Travessia
Itaobim
peregrina a pé por uma estrada de Minas, mas ele não sabe determinar
geograficamente onde está agora. Está cismando que é depois de BH e antes de
Itaobim. Olha para o entardecer e imagina que deve ser hora de repousar.
Afinal, sente se cansado, pois tem andado tanto que parece que faz anos que não
descansa. Continua caminhando e nem percebe que o entardecer se transformou em
noite. Anda pelo acostamento e, por experiência de andarilho, guia-se pelos
faróis dos veículos da estrada, pois além de andar pelo acostamento, escolhe
sempre a beirada rente às relvas do caminho. Para, senta-se em uma pedra, inspeciona, à sua maneira, se esse é um lugar
adequado para passar a noite. Costuma escolher lugares ermos, longe da
civilização, quanto mais longe maior seu sentimento de não pertencimento à
civilização. Encontra um descampado, acha o lugar aconchegante para repousar,
sente se tão bem neste ermo que pega no sono logo, um sono profundo, que parece
o sono dos justos esperando o despertar da sétima trombeta.
No auge da madrugada, àquela hora em que o
canto dos galos é mais intenso, acorda.

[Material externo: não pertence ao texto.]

//! Named key storage and the suppliers that read from it

mod file;
mod memory;

pub use file::FileKeyStore;
pub use memory::MemoryKeyStore;

use crate::document::{Document, DocumentExt};
use crate::error::JoseResult;
use crate::key_type::{KeyKind, KeyMaterial};
use crate::supplier::KeySupplier;
use std::sync::Arc;

/// Key storage keyed by name and kind
pub trait KeyStore: Send + Sync {
    /// Key stored under `name` with `kind`
    fn get(&self, name: &str, kind: KeyKind) -> Option<KeyMaterial>;

    /// Store `key` under `name`; its kind comes from the material
    fn set(&self, name: &str, key: KeyMaterial) -> JoseResult<()>;

    /// Remove the key stored under `name` with `kind`
    fn clear(&self, name: &str, kind: KeyKind) -> JoseResult<()>;

    /// Supplier resolving keys by the header's `kid`
    fn supplier(&self) -> StoreSupplier<&Self>
    where
        Self: Sized,
    {
        StoreSupplier::new(self)
    }
}

impl<S: KeyStore + ?Sized> KeyStore for &S {
    fn get(&self, name: &str, kind: KeyKind) -> Option<KeyMaterial> {
        (**self).get(name, kind)
    }

    fn set(&self, name: &str, key: KeyMaterial) -> JoseResult<()> {
        (**self).set(name, key)
    }

    fn clear(&self, name: &str, kind: KeyKind) -> JoseResult<()> {
        (**self).clear(name, kind)
    }
}

impl<S: KeyStore + ?Sized> KeyStore for Arc<S> {
    fn get(&self, name: &str, kind: KeyKind) -> Option<KeyMaterial> {
        (**self).get(name, kind)
    }

    fn set(&self, name: &str, key: KeyMaterial) -> JoseResult<()> {
        (**self).set(name, key)
    }

    fn clear(&self, name: &str, kind: KeyKind) -> JoseResult<()> {
        (**self).clear(name, kind)
    }
}

/// Adapts a [`KeyStore`] into a [`KeySupplier`].
///
/// By default the key name is the header's `kid`, and a header without one
/// resolves nothing. A fixed name ignores the header; a required kind refuses
/// every other kind.
#[derive(Debug, Clone)]
pub struct StoreSupplier<S> {
    store: S,
    name: Option<String>,
    kind: Option<KeyKind>,
}

impl<S: KeyStore> StoreSupplier<S> {
    /// Resolve by `kid`
    pub fn new(store: S) -> Self {
        Self {
            store,
            name: None,
            kind: None,
        }
    }

    /// Always look up `name`
    #[must_use]
    pub fn named(mut self, name: impl Into<String>) -> Self {
        self.name = Some(name.into());
        self
    }

    /// Only supply keys of `kind`
    #[must_use]
    pub fn of_kind(mut self, kind: KeyKind) -> Self {
        self.kind = Some(kind);
        self
    }
}

impl<S: KeyStore> KeySupplier for StoreSupplier<S> {
    fn supply(&self, header: &Document, kind: KeyKind) -> Option<KeyMaterial> {
        if self.kind.is_some_and(|required| required != kind) {
            return None;
        }
        let name = match &self.name {
            Some(name) => name.as_str(),
            None => header.get_str("kid")?,
        };
        self.store.get(name, kind)
    }
}
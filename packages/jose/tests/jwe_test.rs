//! JWE issue, decryption and tamper detection across every algorithm pairing

use chrono::DateTime;
use cryypt_jose::document::{decode_document, encode_document};
use cryypt_jose::encoding::{b64_decode, b64_encode};
use cryypt_jose::{
    AesKey, ContentAlgorithm, ContentCodec, DocumentExt, FixedKey, JoseError, Jwt, KeyAlgorithm,
    KeyCodec, KeyMaterial, KeySupplier, RegisteredAlgorithm, TokenBuilder, jwe, read_any,
};
use once_cell::sync::Lazy;
use rsa::RsaPrivateKey;
use std::sync::Arc;

const ISSUED_AT: i64 = 1_700_000_000;
const EXPIRES_AT: i64 = 1_700_003_600;
const VALID_AT: i64 = 1_699_999_990;

const CONTENT: [ContentAlgorithm; 3] = [
    ContentAlgorithm::A128CbcHs256,
    ContentAlgorithm::A192CbcHs384,
    ContentAlgorithm::A256CbcHs512,
];

static RSA_KEY: Lazy<RsaPrivateKey> = Lazy::new(|| {
    RsaPrivateKey::new(&mut rsa::rand_core::OsRng, 1024).expect("RSA key generation")
});

fn key_codec(alg: KeyAlgorithm) -> KeyCodec {
    match alg {
        KeyAlgorithm::RsaOaep => {
            KeyCodec::rsa_oaep_pair(RSA_KEY.to_public_key(), RSA_KEY.clone())
        }
        KeyAlgorithm::A128Kw => KeyCodec::a128kw(AesKey::new(vec![0x11; 16])).unwrap(),
        KeyAlgorithm::A192Kw => KeyCodec::a192kw(AesKey::new(vec![0x22; 24])).unwrap(),
        KeyAlgorithm::A256Kw => KeyCodec::a256kw(AesKey::new(vec![0x33; 32])).unwrap(),
        KeyAlgorithm::Direct => KeyCodec::direct(),
    }
}

fn supplier(key: &KeyCodec, content: &ContentCodec) -> FixedKey {
    match key {
        KeyCodec::Direct => FixedKey::from_content(content),
        other => FixedKey::from_key_codec(other).unwrap(),
    }
}

fn builder() -> TokenBuilder {
    TokenBuilder::new()
        .issued_by("test")
        .issued_at(DateTime::from_timestamp(ISSUED_AT, 0).unwrap())
        .expires_at(DateTime::from_timestamp(EXPIRES_AT, 0).unwrap())
        .valid_at(DateTime::from_timestamp(VALID_AT, 0).unwrap())
}

fn a256kw_token() -> (String, FixedKey) {
    let key = KeyCodec::a256kw(AesKey::new((0u8..32).collect::<Vec<_>>())).unwrap();
    let content = ContentCodec::generate(ContentAlgorithm::A256CbcHs512);
    let supplier = supplier(&key, &content);
    let compact = builder()
        .encrypted(key, content)
        .to_compact()
        .unwrap();
    (compact, supplier)
}

fn segments(compact: &str) -> Vec<String> {
    compact.split('.').map(str::to_string).collect()
}

fn flip_segment(compact: &str, index: usize) -> String {
    let mut parts = segments(compact);
    let mut raw = b64_decode(&parts[index]).unwrap();
    let last = raw.len() - 1;
    raw[last] ^= 0x80;
    parts[index] = b64_encode(raw);
    parts.join(".")
}

fn rewrite_header(compact: &str, key: &str, value: &str) -> String {
    let mut parts = segments(compact);
    let header = decode_document(&b64_decode(&parts[0]).unwrap()).unwrap();
    parts[0] = b64_encode(encode_document(&header.with(key, value)).unwrap());
    parts.join(".")
}

#[test]
fn test_every_key_and_content_pairing() {
    for key_alg in [
        KeyAlgorithm::RsaOaep,
        KeyAlgorithm::A128Kw,
        KeyAlgorithm::A192Kw,
        KeyAlgorithm::A256Kw,
        KeyAlgorithm::Direct,
    ] {
        for content_alg in CONTENT {
            let key = key_codec(key_alg);
            let content = ContentCodec::generate(content_alg);
            let supplier = supplier(&key, &content);
            let compact = builder()
                .encrypted_with_kid(key, content, "k1")
                .to_compact()
                .unwrap();
            assert_eq!(compact.matches('.').count(), 4);

            let token = jwe::decode(&compact, &supplier).unwrap();
            assert_eq!(token.header().get_str("alg"), Some(key_alg.id()));
            assert_eq!(token.header().get_str("enc"), Some(content_alg.id()));
            assert_eq!(token.header().get_str("kid"), Some("k1"));
            assert_eq!(token.key_codec().algorithm(), key_alg);
            assert_eq!(token.content_codec().algorithm(), content_alg);
            assert_eq!(token.issuer(), Some("test"));
            assert_eq!(token.issued_at().map(|t| t.timestamp()), Some(ISSUED_AT));
            assert_eq!(token.expires_at().map(|t| t.timestamp()), Some(EXPIRES_AT));
            assert_eq!(token.valid_at().map(|t| t.timestamp()), Some(VALID_AT));
        }
    }
}

#[test]
fn test_a256kw_with_a256cbc_hs512() {
    let (compact, supplier) = a256kw_token();
    assert_eq!(compact.matches('.').count(), 4);

    let token = read_any(&compact, &supplier).unwrap();
    assert!(token.is_encrypted());
    assert!(!token.is_unprotected());
    assert_eq!(token.header().get_str("alg"), Some("A256KW"));
    assert_eq!(token.header().get_str("enc"), Some("A256CBC-HS512"));
    assert_eq!(token.issuer(), Some("test"));
}

#[test]
fn test_reencoding_a_parsed_token() {
    let (compact, supplier) = a256kw_token();
    let token = jwe::decode(&compact, &supplier).unwrap();
    let again = token.to_compact().unwrap();
    assert_eq!(jwe::decode(&again, &supplier).unwrap().payload(), token.payload());
}

#[test]
fn test_to_compact_with_rewraps_content_key() {
    let (compact, supplier) = a256kw_token();
    let token = jwe::decode(&compact, &supplier).unwrap();

    let rsa = KeyCodec::rsa_oaep_pair(RSA_KEY.to_public_key(), RSA_KEY.clone());
    let rewrapped = token.to_compact_with(&rsa).unwrap();
    let parsed = jwe::decode(&rewrapped, &FixedKey::from_key_codec(&rsa).unwrap()).unwrap();
    assert_eq!(parsed.header().get_str("alg"), Some("RSA-OAEP"));
    assert_eq!(parsed.payload(), token.payload());
    assert_eq!(
        parsed.content_codec().encoded_key(),
        token.content_codec().encoded_key()
    );
}

#[test]
fn test_public_only_codec_cannot_decrypt() {
    let key = KeyCodec::rsa_oaep_public(RSA_KEY.to_public_key());
    let content = ContentCodec::generate(ContentAlgorithm::A128CbcHs256);
    let compact = builder().encrypted(key, content).to_compact().unwrap();

    let public_only = FixedKey::new(KeyMaterial::RsaPublic(RSA_KEY.to_public_key()));
    assert!(matches!(
        jwe::decode(&compact, &public_only),
        Err(JoseError::KeyUsage(_))
    ));
    let private = FixedKey::new(KeyMaterial::RsaPrivate(RSA_KEY.clone()));
    assert!(jwe::decode(&compact, &private).is_ok());
}

#[test]
fn test_unregistered_enc_is_unsupported() {
    let (compact, supplier) = a256kw_token();
    let altered = rewrite_header(&compact, "enc", "A256GCM");
    assert!(matches!(
        jwe::decode(&altered, &supplier),
        Err(JoseError::UnsupportedAlgorithm { .. })
    ));
}

#[test]
fn test_altered_header_fails_authentication() {
    let (compact, supplier) = a256kw_token();
    let altered = rewrite_header(&compact, "typ", "JOSE");
    assert!(matches!(
        jwe::decode(&altered, &supplier),
        Err(JoseError::Authentication)
    ));
}

#[test]
fn test_tampered_segments_fail_authentication() {
    let (compact, supplier) = a256kw_token();
    for (index, name) in [(1, "encrypted key"), (2, "iv"), (3, "ciphertext"), (4, "tag")] {
        let tampered = flip_segment(&compact, index);
        assert!(
            jwe::decode(&tampered, &supplier)
                .unwrap_err()
                .is_authentication(),
            "tampered {name} was accepted"
        );
    }
}

#[test]
fn test_padded_tag_is_rejected() {
    let (compact, supplier) = a256kw_token();
    assert!(matches!(
        jwe::decode(&format!("{compact}="), &supplier),
        Err(JoseError::Format(_))
    ));
}

#[test]
fn test_tampered_rsa_key_fails_authentication() {
    let key = KeyCodec::rsa_oaep_pair(RSA_KEY.to_public_key(), RSA_KEY.clone());
    let content = ContentCodec::generate(ContentAlgorithm::A192CbcHs384);
    let supplier = supplier(&key, &content);
    let compact = builder().encrypted(key, content).to_compact().unwrap();
    assert!(matches!(
        jwe::decode(&flip_segment(&compact, 1), &supplier),
        Err(JoseError::Authentication)
    ));
}

#[test]
fn test_direct_with_other_content_key_fails_authentication() {
    let content = ContentCodec::generate(ContentAlgorithm::A128CbcHs256);
    let compact = builder()
        .encrypted(KeyCodec::direct(), content)
        .to_compact()
        .unwrap();
    let other = FixedKey::from_content(&ContentCodec::generate(ContentAlgorithm::A128CbcHs256));
    assert!(matches!(
        jwe::decode(&compact, &other),
        Err(JoseError::Authentication)
    ));
}

#[test]
fn test_missing_key_is_reported() {
    let (compact, _) = a256kw_token();
    let nothing = |_: &cryypt_jose::Document, _: cryypt_jose::KeyKind| -> Option<KeyMaterial> {
        None
    };
    assert!(matches!(
        jwe::decode(&compact, &nothing),
        Err(JoseError::MissingKey(_))
    ));
}

#[tokio::test(flavor = "multi_thread", worker_threads = 4)]
async fn test_concurrent_round_trips() {
    let key = KeyCodec::a128kw(AesKey::new(vec![0x44; 16])).unwrap();
    let supplier: Arc<dyn KeySupplier> = Arc::new(FixedKey::from_key_codec(&key).unwrap());

    let mut handles = Vec::new();
    for n in 0..16 {
        let key = key.clone();
        let supplier = Arc::clone(&supplier);
        handles.push(tokio::task::spawn_blocking(move || {
            let compact = TokenBuilder::new()
                .with_claim("n", n)
                .encrypted(key, ContentCodec::generate(ContentAlgorithm::A128CbcHs256))
                .to_compact()
                .unwrap();
            let token = jwe::decode(&compact, supplier.as_ref()).unwrap();
            token.claim_as_string("n")
        }));
    }

    for (n, handle) in handles.into_iter().enumerate() {
        assert_eq!(handle.await.unwrap(), Some(n.to_string()));
    }
}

Prepara o café da manhã e ruma pra
estrada novamente. Itaobim só tem um pensamento: sabe que é preciso andar,
sempre pelas estradas tortuosas do estado de Minas, em meio à suas montanhas de
pedras. Ama estas montanhas, afinal vê nelas algo de místico e ao mesmo tempo
poético. Agora ele está em frente a um monte escarpado de pedra. Este é um
rochedo liso, onde não nasce relva nenhuma. Olha imaginando, pois aprendeu com
os poetas que é por esta perspectiva que se olha as paisagens do mundo. E nesse
devaneio consegue escalar a montanha e olhar o vale do aço, do cume do monte.
Neste lapso de tempo, percebe que está próximo da estrada de ferro da Vale,
ferrovia que liga BH à Vitória no Espirito Santo. Ruma para lá, chega até a
estrada, começa caminhar pela ferrovia. Depois de umas horas de caminhada, está
diante de uma ponte sobre uma mina de ferro. Ele calcula que está a 1 km de
altura, pois vê os caminhões da mineração como se fossem miniaturas. Naquelas
alturas, ele contempla as cadeias de montanhas, cuja beleza o distrai da
realidade. Mas essa é uma ponte longa e estreita, sobre um precipício, com
muito trânsito de trens, onde não é possível transitar, ao mesmo tempo, um andarilho
e um trem. Itaobim, diante desse abismo incomensurável, olha e começa pensar
por imagens. Entra em um profundo devaneio poético, no qual realidade e sonho
se confundem; mas é despertado pela buzina e o farol de um trem. Nesse momento
é preciso fazer uma escolha entre o trem e o abismo. Ele escolhe o abismo.